--- START ---
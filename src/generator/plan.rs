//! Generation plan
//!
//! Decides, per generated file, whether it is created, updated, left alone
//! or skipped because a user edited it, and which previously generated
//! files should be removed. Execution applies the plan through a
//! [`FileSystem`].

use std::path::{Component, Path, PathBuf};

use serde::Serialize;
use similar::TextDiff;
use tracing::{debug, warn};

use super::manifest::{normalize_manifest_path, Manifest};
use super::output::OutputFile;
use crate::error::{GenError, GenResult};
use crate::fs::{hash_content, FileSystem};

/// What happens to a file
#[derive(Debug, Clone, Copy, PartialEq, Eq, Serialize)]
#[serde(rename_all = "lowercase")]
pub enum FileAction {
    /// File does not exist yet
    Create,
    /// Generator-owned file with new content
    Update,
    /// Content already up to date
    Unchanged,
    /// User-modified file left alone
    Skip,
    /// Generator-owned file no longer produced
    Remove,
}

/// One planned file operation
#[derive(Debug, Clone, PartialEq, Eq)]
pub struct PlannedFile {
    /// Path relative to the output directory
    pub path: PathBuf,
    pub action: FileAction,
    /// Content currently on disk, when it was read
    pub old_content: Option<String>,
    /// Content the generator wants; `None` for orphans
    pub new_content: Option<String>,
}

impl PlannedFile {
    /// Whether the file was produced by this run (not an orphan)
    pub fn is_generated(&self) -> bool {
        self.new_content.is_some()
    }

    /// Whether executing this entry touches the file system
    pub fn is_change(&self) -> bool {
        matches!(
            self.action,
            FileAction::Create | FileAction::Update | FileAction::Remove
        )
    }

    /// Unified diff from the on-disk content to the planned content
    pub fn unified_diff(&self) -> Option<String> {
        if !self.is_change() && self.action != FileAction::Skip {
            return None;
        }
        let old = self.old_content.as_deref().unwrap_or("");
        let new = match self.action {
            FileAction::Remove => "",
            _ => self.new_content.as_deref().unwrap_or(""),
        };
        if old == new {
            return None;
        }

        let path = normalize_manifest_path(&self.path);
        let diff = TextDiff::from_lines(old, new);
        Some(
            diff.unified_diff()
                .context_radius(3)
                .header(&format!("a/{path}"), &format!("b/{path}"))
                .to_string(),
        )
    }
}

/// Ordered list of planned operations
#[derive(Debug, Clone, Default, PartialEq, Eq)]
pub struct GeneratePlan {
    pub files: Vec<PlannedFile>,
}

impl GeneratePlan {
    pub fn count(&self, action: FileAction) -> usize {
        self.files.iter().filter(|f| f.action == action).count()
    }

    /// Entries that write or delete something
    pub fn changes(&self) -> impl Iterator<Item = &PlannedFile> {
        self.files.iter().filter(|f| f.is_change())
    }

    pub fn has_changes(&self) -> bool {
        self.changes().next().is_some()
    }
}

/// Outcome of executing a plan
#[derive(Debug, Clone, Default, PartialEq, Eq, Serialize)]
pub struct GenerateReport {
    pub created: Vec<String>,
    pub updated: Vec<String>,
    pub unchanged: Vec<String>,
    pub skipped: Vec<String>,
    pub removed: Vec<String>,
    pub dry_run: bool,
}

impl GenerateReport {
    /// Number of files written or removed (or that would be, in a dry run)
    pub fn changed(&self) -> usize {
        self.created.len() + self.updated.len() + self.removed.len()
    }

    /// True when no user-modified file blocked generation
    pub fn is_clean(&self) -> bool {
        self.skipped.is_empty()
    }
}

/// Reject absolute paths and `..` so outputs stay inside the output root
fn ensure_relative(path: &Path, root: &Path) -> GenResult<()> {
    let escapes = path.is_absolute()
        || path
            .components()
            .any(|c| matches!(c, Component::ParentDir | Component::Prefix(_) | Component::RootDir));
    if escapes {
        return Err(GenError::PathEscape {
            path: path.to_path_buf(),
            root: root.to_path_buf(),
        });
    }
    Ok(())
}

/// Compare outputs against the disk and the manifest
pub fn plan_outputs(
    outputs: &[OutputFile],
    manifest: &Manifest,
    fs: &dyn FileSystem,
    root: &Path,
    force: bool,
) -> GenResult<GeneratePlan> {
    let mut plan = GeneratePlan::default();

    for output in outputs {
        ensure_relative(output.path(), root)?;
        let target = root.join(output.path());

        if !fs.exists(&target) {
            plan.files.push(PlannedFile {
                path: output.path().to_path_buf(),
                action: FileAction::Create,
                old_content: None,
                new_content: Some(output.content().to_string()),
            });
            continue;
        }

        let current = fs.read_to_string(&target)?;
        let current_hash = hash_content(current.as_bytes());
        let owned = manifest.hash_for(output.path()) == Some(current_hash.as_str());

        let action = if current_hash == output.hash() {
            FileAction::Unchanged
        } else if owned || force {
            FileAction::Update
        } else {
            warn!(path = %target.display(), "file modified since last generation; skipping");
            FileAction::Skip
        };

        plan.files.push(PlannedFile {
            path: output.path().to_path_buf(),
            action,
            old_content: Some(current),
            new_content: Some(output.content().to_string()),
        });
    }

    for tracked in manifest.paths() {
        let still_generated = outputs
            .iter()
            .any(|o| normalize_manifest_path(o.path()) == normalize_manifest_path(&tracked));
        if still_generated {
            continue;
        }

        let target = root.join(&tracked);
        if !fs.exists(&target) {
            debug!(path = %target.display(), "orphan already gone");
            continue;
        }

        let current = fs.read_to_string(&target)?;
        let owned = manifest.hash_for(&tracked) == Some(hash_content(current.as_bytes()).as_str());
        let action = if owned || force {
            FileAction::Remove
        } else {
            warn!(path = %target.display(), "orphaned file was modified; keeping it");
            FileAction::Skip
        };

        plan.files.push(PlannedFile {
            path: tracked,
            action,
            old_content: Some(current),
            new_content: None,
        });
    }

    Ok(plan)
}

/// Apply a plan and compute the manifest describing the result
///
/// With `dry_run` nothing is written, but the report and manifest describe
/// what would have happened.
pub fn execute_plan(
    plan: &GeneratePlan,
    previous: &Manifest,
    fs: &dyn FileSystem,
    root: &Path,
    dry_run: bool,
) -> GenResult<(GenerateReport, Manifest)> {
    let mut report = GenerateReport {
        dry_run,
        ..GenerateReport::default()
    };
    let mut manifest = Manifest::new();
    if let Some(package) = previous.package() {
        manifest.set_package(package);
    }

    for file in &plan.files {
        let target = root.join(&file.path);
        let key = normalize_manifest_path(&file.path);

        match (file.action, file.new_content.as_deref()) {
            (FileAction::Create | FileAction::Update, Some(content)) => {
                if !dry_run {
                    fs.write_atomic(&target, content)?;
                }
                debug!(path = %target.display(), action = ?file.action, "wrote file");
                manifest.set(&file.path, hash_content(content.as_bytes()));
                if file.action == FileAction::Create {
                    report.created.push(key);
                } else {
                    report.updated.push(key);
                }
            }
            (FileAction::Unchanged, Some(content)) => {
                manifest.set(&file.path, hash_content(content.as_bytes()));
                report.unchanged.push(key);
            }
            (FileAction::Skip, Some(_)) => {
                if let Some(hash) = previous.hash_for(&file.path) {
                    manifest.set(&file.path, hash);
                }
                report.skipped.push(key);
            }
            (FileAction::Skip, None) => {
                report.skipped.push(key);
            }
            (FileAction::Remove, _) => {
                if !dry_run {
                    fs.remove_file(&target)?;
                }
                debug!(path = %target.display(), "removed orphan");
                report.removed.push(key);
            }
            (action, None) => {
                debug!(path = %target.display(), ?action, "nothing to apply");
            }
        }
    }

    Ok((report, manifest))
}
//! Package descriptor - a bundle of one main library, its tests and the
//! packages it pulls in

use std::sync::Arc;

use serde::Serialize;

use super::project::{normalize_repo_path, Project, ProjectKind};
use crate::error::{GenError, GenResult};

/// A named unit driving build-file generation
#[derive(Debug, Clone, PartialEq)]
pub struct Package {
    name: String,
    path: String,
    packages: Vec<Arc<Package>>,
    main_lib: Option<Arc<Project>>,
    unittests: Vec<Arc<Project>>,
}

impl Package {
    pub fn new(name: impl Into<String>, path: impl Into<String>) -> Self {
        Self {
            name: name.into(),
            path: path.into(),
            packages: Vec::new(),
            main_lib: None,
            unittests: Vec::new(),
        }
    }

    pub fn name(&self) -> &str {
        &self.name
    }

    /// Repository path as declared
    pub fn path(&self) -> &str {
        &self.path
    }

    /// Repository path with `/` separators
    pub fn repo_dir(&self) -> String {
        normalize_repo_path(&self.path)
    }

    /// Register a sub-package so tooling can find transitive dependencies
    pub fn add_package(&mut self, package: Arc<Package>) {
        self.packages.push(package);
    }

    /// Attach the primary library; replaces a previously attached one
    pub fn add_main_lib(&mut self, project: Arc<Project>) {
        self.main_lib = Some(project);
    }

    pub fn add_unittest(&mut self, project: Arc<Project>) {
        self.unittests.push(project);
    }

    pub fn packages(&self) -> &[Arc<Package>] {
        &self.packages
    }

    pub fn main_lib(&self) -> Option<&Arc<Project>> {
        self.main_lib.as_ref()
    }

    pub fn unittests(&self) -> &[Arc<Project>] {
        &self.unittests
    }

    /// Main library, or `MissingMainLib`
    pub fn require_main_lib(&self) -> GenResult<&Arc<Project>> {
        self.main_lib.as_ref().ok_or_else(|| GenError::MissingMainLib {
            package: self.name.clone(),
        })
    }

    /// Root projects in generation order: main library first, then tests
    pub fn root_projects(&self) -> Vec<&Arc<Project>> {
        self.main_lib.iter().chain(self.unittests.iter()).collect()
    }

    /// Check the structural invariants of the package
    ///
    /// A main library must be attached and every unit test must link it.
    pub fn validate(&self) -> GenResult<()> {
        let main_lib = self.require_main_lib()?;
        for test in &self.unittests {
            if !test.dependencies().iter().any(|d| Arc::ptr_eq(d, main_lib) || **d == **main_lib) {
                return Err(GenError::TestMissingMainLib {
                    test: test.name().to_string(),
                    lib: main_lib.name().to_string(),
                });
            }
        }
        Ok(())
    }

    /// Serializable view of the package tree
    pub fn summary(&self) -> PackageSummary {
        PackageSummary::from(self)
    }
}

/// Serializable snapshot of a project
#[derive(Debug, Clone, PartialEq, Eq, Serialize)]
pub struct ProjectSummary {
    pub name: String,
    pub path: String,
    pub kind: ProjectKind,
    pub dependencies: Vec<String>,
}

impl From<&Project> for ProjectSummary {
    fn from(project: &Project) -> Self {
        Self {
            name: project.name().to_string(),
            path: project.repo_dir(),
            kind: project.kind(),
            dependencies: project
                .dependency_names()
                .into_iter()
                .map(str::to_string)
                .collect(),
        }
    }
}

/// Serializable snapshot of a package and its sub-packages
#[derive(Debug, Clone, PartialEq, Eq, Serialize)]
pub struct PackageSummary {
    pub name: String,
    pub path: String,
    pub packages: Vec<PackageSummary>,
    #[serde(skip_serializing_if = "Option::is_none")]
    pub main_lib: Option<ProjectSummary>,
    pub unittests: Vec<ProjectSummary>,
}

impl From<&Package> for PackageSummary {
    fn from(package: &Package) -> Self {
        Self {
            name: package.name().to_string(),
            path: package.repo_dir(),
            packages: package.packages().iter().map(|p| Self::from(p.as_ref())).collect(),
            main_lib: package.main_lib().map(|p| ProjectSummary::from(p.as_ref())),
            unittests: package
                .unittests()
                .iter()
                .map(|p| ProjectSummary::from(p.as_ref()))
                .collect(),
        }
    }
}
--- END ---
Take from the material above every line that includes the word "bool".

    pub fn is_generated(&self) -> bool {
    pub fn is_change(&self) -> bool {
    pub fn has_changes(&self) -> bool {
    pub dry_run: bool,
    pub fn is_clean(&self) -> bool {
    force: bool,
    dry_run: bool,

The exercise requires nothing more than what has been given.